■ **WORK ITEM**: Take every line containing "plain" from the material and copy it.

■ **RECORDS PROVIDED**:
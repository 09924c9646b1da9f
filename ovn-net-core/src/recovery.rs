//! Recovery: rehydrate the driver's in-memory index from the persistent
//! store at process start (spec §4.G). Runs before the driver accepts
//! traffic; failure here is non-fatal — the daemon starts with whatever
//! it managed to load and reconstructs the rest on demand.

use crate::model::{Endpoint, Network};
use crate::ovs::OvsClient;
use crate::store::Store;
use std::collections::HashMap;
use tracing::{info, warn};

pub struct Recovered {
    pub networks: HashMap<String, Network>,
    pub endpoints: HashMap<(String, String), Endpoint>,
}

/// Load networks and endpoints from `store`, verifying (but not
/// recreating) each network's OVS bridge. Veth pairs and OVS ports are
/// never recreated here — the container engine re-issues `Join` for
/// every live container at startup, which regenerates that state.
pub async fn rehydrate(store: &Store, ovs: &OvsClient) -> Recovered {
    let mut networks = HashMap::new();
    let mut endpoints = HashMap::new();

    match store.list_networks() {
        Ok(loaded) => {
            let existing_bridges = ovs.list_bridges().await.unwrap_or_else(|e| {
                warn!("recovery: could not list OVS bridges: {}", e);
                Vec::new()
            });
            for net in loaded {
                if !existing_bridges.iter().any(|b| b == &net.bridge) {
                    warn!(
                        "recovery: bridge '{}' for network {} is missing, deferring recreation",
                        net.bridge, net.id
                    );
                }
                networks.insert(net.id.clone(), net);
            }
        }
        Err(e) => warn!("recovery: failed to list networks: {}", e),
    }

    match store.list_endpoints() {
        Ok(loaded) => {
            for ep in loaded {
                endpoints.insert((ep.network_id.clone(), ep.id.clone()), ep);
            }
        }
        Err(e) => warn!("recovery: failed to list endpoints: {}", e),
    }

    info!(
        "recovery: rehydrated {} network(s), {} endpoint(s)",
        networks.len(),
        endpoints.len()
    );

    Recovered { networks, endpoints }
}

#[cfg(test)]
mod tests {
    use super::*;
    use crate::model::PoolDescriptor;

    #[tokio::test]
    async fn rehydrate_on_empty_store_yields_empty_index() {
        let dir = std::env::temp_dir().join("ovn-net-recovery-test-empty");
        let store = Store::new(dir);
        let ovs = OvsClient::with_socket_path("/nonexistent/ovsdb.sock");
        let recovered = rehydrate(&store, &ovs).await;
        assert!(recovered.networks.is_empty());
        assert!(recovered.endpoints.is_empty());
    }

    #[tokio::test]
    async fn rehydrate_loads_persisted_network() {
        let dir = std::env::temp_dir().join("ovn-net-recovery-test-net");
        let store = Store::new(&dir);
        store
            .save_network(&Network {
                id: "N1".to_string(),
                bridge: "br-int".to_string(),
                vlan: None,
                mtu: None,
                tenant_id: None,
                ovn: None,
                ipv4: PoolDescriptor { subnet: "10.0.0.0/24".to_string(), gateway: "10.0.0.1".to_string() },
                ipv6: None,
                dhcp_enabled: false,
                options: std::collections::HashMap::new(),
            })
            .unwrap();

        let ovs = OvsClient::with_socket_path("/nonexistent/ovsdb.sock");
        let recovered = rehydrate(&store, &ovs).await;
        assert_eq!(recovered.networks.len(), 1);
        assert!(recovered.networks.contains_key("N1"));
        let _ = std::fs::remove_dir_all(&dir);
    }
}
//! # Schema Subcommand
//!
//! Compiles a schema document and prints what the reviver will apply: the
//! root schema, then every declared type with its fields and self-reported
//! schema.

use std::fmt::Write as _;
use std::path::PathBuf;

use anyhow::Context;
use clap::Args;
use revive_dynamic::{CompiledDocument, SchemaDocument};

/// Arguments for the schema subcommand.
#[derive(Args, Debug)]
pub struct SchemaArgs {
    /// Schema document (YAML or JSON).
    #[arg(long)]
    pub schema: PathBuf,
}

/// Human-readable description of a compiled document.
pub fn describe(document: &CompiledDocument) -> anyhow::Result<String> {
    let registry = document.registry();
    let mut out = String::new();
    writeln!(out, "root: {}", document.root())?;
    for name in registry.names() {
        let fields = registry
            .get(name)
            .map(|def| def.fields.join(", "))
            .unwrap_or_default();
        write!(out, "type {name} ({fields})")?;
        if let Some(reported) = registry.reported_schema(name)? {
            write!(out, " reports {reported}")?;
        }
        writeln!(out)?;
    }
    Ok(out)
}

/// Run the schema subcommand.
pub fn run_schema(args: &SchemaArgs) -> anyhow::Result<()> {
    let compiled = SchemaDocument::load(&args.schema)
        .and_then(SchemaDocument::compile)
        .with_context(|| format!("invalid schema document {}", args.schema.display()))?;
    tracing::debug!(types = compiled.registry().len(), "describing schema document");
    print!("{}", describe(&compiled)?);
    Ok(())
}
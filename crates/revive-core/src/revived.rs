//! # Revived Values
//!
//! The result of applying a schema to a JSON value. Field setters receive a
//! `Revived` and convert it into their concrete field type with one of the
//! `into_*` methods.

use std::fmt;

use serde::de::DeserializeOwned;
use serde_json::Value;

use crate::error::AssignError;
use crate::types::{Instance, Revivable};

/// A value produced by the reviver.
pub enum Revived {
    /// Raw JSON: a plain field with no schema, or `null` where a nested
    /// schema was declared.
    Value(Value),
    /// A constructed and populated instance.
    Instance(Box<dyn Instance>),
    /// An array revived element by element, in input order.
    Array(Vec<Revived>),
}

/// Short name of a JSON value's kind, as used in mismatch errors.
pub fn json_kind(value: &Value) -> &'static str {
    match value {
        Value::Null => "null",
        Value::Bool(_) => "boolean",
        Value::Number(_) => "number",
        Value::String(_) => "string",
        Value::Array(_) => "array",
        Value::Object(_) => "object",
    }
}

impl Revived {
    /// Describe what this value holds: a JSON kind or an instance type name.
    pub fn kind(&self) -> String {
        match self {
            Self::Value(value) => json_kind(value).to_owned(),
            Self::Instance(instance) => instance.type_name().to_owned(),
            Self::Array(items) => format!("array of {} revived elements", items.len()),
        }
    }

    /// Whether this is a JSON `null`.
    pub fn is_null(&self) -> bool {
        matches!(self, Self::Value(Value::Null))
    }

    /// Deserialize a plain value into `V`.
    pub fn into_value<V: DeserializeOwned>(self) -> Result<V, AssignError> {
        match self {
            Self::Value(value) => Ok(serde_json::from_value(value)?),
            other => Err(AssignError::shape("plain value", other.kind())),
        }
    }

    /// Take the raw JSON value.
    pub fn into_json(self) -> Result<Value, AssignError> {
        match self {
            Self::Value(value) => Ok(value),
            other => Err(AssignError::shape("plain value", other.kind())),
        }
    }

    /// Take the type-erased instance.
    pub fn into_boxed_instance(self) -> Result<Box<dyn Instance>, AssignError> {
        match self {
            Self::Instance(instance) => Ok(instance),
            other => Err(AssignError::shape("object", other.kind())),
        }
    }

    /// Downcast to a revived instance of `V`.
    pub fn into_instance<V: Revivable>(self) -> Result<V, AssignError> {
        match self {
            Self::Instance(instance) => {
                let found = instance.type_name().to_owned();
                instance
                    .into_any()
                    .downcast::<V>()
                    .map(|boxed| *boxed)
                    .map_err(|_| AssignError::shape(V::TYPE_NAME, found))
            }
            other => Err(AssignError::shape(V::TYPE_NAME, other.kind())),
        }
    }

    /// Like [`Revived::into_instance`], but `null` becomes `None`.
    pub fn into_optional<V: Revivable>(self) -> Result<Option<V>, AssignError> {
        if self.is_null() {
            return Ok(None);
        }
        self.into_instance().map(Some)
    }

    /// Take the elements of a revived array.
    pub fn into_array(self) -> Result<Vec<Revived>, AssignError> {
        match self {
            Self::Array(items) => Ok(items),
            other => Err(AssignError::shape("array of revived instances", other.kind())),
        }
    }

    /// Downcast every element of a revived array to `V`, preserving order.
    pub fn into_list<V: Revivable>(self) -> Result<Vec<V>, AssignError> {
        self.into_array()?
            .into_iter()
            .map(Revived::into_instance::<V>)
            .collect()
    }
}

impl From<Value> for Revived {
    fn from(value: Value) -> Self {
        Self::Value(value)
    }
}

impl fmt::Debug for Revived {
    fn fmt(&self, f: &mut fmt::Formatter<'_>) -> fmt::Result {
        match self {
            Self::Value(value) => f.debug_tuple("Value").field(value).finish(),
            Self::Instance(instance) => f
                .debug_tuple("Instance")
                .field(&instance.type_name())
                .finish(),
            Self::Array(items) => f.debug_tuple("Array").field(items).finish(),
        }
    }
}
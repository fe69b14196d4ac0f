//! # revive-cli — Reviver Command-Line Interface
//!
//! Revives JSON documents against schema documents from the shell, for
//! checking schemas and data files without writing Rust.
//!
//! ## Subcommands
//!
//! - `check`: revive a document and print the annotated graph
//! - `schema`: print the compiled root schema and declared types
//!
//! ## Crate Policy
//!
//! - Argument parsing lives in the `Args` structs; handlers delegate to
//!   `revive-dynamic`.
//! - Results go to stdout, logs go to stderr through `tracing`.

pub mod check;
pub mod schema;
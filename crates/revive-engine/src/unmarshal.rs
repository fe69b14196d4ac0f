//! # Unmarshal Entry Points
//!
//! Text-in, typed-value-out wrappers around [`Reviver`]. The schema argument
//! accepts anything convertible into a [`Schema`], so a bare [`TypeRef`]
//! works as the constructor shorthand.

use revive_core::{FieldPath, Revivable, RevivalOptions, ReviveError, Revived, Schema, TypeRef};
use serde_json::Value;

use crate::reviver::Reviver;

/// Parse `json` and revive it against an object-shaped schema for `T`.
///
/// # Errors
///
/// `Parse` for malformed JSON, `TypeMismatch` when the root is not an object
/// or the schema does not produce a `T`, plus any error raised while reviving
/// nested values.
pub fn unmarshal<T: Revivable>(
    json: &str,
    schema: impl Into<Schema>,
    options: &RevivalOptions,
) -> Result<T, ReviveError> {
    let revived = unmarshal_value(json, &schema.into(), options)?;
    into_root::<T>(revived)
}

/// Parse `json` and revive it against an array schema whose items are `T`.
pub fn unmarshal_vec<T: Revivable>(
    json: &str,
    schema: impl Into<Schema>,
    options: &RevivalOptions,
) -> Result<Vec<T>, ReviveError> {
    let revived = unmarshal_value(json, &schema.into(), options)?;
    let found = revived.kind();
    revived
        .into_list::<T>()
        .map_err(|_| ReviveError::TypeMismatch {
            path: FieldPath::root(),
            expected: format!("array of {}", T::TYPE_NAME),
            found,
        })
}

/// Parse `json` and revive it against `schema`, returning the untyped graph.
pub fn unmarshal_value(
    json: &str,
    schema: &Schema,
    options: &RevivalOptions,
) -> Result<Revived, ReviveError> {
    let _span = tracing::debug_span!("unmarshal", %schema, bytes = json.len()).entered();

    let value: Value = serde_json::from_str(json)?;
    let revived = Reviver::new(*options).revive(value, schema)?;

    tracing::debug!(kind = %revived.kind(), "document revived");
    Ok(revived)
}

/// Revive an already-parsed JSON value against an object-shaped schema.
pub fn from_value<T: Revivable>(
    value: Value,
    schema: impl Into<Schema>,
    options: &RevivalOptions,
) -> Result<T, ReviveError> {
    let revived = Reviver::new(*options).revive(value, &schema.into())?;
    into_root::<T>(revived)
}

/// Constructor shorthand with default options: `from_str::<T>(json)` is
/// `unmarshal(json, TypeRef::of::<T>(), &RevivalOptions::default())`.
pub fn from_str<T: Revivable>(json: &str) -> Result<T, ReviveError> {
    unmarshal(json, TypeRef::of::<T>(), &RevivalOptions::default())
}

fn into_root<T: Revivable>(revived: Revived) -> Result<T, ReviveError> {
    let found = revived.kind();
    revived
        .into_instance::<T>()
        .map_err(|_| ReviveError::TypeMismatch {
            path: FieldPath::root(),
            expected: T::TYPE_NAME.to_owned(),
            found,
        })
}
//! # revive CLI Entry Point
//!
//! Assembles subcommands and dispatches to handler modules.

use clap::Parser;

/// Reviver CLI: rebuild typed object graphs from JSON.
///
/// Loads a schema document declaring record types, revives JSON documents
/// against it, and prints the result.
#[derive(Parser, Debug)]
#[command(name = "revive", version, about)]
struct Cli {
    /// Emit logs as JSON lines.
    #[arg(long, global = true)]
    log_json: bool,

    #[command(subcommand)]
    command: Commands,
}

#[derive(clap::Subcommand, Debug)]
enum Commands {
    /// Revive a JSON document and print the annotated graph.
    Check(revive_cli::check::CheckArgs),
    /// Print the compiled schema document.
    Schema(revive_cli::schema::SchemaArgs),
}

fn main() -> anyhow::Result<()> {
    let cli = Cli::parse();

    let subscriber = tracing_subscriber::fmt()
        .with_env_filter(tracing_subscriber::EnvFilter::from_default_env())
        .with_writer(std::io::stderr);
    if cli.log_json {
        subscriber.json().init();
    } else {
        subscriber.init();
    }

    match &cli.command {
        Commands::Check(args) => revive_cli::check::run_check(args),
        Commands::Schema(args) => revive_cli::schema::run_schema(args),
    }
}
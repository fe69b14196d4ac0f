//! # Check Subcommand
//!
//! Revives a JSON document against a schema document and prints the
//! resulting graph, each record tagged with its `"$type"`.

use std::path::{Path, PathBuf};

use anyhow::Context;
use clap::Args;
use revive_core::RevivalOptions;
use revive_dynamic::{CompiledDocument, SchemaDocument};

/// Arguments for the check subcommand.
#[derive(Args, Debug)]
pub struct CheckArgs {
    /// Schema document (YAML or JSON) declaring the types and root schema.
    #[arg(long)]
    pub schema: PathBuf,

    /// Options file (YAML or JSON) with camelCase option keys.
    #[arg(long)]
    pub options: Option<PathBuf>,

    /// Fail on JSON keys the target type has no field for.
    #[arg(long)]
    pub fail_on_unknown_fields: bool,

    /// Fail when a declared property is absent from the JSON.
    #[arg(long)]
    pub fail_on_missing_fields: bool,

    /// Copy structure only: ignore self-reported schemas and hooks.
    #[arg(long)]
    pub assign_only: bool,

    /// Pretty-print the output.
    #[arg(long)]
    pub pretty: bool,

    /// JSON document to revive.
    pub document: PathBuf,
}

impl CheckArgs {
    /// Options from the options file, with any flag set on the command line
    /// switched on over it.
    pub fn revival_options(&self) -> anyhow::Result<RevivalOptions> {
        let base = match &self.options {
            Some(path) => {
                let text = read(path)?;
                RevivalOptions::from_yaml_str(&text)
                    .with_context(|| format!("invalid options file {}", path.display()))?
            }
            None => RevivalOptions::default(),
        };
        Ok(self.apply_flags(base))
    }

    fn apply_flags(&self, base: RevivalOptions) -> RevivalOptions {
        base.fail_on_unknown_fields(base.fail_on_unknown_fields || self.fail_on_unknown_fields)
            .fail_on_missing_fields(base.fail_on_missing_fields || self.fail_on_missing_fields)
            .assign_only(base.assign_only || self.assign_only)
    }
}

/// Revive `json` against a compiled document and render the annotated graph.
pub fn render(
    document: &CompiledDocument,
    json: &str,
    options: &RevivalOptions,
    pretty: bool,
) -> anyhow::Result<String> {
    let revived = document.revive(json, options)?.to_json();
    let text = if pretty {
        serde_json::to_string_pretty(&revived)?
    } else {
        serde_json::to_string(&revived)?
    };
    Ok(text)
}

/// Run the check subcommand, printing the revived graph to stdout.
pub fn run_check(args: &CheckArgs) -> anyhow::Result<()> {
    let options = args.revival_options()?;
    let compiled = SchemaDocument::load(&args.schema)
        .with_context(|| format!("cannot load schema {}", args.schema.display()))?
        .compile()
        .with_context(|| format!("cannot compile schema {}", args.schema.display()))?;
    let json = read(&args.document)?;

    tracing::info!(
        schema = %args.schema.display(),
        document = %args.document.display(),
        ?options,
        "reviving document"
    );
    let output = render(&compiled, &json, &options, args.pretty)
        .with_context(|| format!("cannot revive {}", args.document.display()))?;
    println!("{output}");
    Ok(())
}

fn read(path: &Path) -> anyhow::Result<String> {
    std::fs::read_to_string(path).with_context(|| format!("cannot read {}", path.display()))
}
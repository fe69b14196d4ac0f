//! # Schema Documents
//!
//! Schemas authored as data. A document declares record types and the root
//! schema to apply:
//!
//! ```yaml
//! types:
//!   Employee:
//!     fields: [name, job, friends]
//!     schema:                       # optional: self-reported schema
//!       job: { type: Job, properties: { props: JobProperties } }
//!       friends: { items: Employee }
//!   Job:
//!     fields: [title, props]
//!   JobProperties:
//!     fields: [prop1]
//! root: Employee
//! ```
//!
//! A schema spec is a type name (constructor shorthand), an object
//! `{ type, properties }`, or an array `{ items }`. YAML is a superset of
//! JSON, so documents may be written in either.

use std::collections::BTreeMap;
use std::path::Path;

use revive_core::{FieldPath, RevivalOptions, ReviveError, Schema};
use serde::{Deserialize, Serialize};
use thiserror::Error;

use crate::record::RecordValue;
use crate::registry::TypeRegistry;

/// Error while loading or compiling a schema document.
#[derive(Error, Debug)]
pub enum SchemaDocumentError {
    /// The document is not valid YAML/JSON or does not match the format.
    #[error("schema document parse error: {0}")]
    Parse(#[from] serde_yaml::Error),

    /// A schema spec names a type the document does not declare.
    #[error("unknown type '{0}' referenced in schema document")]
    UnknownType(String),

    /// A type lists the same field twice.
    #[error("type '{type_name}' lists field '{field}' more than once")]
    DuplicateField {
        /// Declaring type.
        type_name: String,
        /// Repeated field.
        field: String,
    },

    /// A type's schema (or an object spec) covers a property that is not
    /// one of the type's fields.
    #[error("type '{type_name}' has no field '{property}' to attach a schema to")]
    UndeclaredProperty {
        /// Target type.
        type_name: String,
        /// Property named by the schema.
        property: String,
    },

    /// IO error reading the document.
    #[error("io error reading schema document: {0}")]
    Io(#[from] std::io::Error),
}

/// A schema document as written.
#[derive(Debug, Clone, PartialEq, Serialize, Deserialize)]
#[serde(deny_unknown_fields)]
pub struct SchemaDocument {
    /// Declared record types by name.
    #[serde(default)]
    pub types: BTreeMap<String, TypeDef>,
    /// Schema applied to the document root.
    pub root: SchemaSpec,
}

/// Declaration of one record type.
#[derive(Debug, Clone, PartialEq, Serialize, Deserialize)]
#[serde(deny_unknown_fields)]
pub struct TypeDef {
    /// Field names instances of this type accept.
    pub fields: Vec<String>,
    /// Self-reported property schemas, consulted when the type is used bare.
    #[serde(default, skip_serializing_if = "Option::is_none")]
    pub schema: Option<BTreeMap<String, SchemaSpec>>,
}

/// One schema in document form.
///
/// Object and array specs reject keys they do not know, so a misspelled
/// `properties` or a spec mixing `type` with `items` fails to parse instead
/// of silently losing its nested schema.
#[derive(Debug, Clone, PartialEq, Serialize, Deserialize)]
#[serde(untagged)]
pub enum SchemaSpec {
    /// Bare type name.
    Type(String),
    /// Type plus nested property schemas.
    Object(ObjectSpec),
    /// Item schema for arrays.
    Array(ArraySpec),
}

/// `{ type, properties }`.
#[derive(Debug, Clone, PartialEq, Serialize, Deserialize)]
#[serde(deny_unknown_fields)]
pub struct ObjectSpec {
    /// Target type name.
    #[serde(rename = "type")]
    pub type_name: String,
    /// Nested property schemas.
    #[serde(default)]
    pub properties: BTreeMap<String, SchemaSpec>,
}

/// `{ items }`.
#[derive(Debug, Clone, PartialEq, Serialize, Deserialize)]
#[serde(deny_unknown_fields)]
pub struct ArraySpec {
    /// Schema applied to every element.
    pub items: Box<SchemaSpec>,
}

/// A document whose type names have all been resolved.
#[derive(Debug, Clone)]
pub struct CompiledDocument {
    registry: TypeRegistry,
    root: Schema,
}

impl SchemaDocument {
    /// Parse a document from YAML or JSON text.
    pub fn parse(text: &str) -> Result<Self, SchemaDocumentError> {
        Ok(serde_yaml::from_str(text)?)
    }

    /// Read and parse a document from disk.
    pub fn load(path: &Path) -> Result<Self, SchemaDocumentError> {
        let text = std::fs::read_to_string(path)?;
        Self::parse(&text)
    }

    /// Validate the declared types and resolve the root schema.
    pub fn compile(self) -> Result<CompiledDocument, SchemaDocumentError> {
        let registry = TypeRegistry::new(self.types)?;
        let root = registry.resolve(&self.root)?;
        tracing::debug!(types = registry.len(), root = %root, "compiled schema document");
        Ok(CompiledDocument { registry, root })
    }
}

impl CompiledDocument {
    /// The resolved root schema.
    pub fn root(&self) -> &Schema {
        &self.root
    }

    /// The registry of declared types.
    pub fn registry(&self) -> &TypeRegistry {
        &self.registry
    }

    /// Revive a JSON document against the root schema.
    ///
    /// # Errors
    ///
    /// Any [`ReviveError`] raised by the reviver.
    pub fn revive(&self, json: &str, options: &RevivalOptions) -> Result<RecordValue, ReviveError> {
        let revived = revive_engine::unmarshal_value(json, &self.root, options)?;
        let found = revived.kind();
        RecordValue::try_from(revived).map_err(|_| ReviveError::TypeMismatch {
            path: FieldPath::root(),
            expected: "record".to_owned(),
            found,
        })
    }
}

■ **TASK RESPONSE**:
    /// Raw JSON: a plain field with no schema, or `null` where a nested
    /// Deserialize a plain value into `V`.
            other => Err(AssignError::shape("plain value", other.kind())),
            other => Err(AssignError::shape("plain value", other.kind())),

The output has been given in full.